Despite the continuing high utilization rates for the larger-horsepower, purpose-built rigs, these two trends enabled the two smallest rig classes to demonstrate the strongest growth in utilization rates by midyear 2011 (Figure 2). With strong oil prices providing plenty of drilling incentive in older producing fields, there also is demand for a certain percentage of these smaller rigs in infill vertical drilling operations in shallower conventional oil reservoirs.
However, even with these bright spots for smaller mechanical rigs, there are still too many of them to accommodate the kind of rig count growth that is likely in the years to come. Only the most efficient and up-to-date rigs in the sub-1,000 horsepower classes will be able to compete in their shrinking market. It is worth noting that a great many of these rigs are 20-30 years old, so their prospects for an economically justifiable refurbishment are limited.
We expect the rig replacement cycle to continue and expect the total fleet to shrink more in 2012, despite a likely 150 new-builds entering service this year, as more small mechanical rigs move from stacked to scrapped mode.
For many years, 600-750 horsepower mechanical rigs were the benchmark for the U.S. land rig fleet. These rigs will remain an important contributor to U.S. onshore drilling, but the sweet spot rigs are 1,000-2,000 horsepower AC units for unconventional resource plays where heavy metal is required for complex well bore trajectories with high degrees of dogleg severity and extended-reach hydraulic dynamics.
These new units are fast, fit-for-purpose, automation-friendly, and are equipped with all the latest bells and whistles. They will increasingly come to represent the standard of the U.S. land rig market of the future.

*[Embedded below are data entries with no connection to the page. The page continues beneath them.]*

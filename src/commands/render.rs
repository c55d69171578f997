//! Text rendering of the dashboard session

use crate::api::{ChatRole, WellDetail, WellId, WellSummary};
use crate::chat::ChatContextBinder;
use crate::dashboard::Dashboard;
use crate::session::activity::{ActivityEntry, ActivityKind};
use crate::session::selection::{curves_by_category, SelectionState};
use crate::session::toast::{Toast, ToastKind};
use colored::{ColoredString, Colorize};
use prettytable::{format, Table};
use serde_json::Value;

/// Activity entries shown by `status`
const RECENT_ACTIVITY: usize = 8;

fn activity_tag(kind: ActivityKind) -> ColoredString {
    let tag = format!("{:<7}", kind);
    match kind {
        ActivityKind::Info => tag.cyan(),
        ActivityKind::Success => tag.green(),
        ActivityKind::Warning => tag.yellow(),
        ActivityKind::Error => tag.red(),
    }
}

fn toast_line(toast: &Toast) -> ColoredString {
    match toast.kind {
        ToastKind::Info => toast.message.cyan(),
        ToastKind::Success => toast.message.green(),
        ToastKind::Warning => toast.message.yellow(),
        ToastKind::Error => toast.message.red().bold(),
    }
}

/// Print the visible toast, if any
pub fn print_toast(toast: Option<Toast>) {
    if let Some(toast) = toast {
        println!("{} {}", "»".bold(), toast_line(&toast));
    }
}

/// Print the well list as a table
pub fn print_wells(wells: &[WellSummary], selected: Option<WellId>) {
    if wells.is_empty() {
        println!("{}", "No wells uploaded yet.".yellow());
        return;
    }

    let mut table = Table::new();
    table.set_format(*format::consts::FORMAT_BORDERS_ONLY);
    table.add_row(prettytable::row![
        "ID".bold(),
        "Name".bold(),
        "File".bold(),
        "Depth".bold(),
        "Curves".bold(),
        "Uploaded".bold()
    ]);

    for well in wells {
        let id = if Some(well.id) == selected {
            format!("*{}", well.id).green()
        } else {
            well.id.to_string().cyan()
        };
        let curves = well
            .curve_count
            .map(|c| c.to_string())
            .unwrap_or_else(|| "-".to_string());
        table.add_row(prettytable::row![
            id,
            well.well_name,
            well.original_filename,
            format!("{:.1}-{:.1} {}", well.start_depth, well.stop_depth, well.depth_unit),
            curves,
            well.uploaded_at.as_deref().unwrap_or("-")
        ]);
    }

    table.printstd();
}

fn print_activity(entries: &[ActivityEntry]) {
    if entries.is_empty() {
        return;
    }
    println!("\n{}", "Activity:".bold());
    for entry in entries.iter().take(RECENT_ACTIVITY) {
        let time = chrono::DateTime::parse_from_rfc3339(&entry.time)
            .map(|t| t.format("%H:%M:%S").to_string())
            .unwrap_or_else(|_| entry.time.clone());
        println!("  {} {} {}", time.dimmed(), activity_tag(entry.kind), entry.msg);
    }
}

/// One line per curve category, selected curves marked with `*`
fn curve_picker_lines(well: &WellDetail, selection: &SelectionState) -> Vec<String> {
    curves_by_category(well)
        .into_iter()
        .map(|(category, curves)| {
            let marked: Vec<String> = curves
                .into_iter()
                .map(|curve| {
                    if selection.selected_curves.contains(&curve) {
                        format!("*{}", curve)
                    } else {
                        curve
                    }
                })
                .collect();
            format!("{}: {}", category, marked.join(" "))
        })
        .collect()
}

fn interpretation_summary(value: &Value) -> String {
    match value.get("summary").and_then(Value::as_str) {
        Some(summary) => summary.to_string(),
        None => {
            let keys: Vec<&str> = value
                .as_object()
                .map(|o| o.keys().map(String::as_str).collect())
                .unwrap_or_default();
            format!("{{{}}}", keys.join(", "))
        }
    }
}

/// Print the selected well, selection, chart, interpretation and recent activity
pub fn print_status(dashboard: &Dashboard) {
    let controller = dashboard.controller();
    let selection = controller.selection();

    match (selection.selected_well_id, controller.well_detail()) {
        (_, Some(well)) => println!(
            "{} {} (id {}, {} curves, {:.1}-{:.1} {})",
            "Well:".bold(),
            well.well_name.green(),
            well.id,
            well.curves.len(),
            well.start_depth,
            well.stop_depth,
            well.depth_unit
        ),
        (Some(id), None) => println!("{} {} {}", "Well:".bold(), id, "(not loaded)".red()),
        (None, None) => println!("{} {}", "Well:".bold(), "none selected".dimmed()),
    }

    let curves: Vec<&str> = selection.selected_curves.iter().map(String::as_str).collect();
    println!(
        "{} {}",
        "Curves:".bold(),
        if curves.is_empty() {
            "-".to_string()
        } else {
            curves.join(", ")
        }
    );
    match selection.depth_range() {
        Some((min, max)) => println!("{} {:.1} - {:.1}", "Depth:".bold(), min, max),
        None => println!("{} -", "Depth:".bold()),
    }
    println!("{} {}", "Tab:".bold(), selection.active_tab);

    if let Some(well) = controller.well_detail() {
        println!("\n{}", "Available curves:".bold());
        for line in curve_picker_lines(well, selection) {
            println!("  {}", line);
        }
    }

    if let Some(chart) = controller.chart() {
        println!(
            "{} {} ({} points, {:.1}-{:.1})",
            "Chart:".bold(),
            controller.chart_curves().join(", "),
            chart.point_count(),
            chart.depth_range.min,
            chart.depth_range.max
        );
    }
    if let Some(interpretation) = controller.interpretation() {
        println!(
            "{} {}",
            "Interpretation:".bold(),
            interpretation_summary(interpretation)
        );
    }

    print_activity(&controller.activity().to_vec());
}

/// Print the bound well's chat
pub fn print_chat(chat: &ChatContextBinder) {
    let context = chat.context();
    println!(
        "{} curves: {} | detail {}",
        context.mode.colored_tag(),
        if context.curves.is_empty() {
            "-".to_string()
        } else {
            context.curves.join(", ")
        },
        chat.detail_level()
    );
    for turn in chat.messages() {
        match turn.role {
            ChatRole::User => println!("{} {}", "you:".cyan().bold(), turn.content),
            ChatRole::Assistant => println!("{} {}", "assistant:".magenta().bold(), turn.content),
        }
    }
}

BOB WILLIAMS is director of news & analysis at “The Land Rig Newsletter” family of publications, which is affiliated with Fort Worth-based RigData. He and his team oversee four publications: “The Land Rig Newsletter,” “The Biweekly Report,” “The Unconventional Drilling Report,” and “The Day Rate Report,” as well as custom research related to U.S. land rig markets and activity. Williams has worked as a reporter, editor, writer, commentator, consultant and research analyst focused on the oil and gas industry for 31 years, including 24 years with the “Oil & Gas Journal.” He has covered energy topics ranging from technology to industry operations, and from energy and environmental issues to policy development. Williams also has worked as a communications consultant under contract to the U.S. Department of Energy’s National Energy Technology Laboratory. He is the author of the 1991 PennWell book, “U.S. Petroleum Strategies in the Decade of the Environment,” and has authored and managed many ancillary publications and editorial products over the years.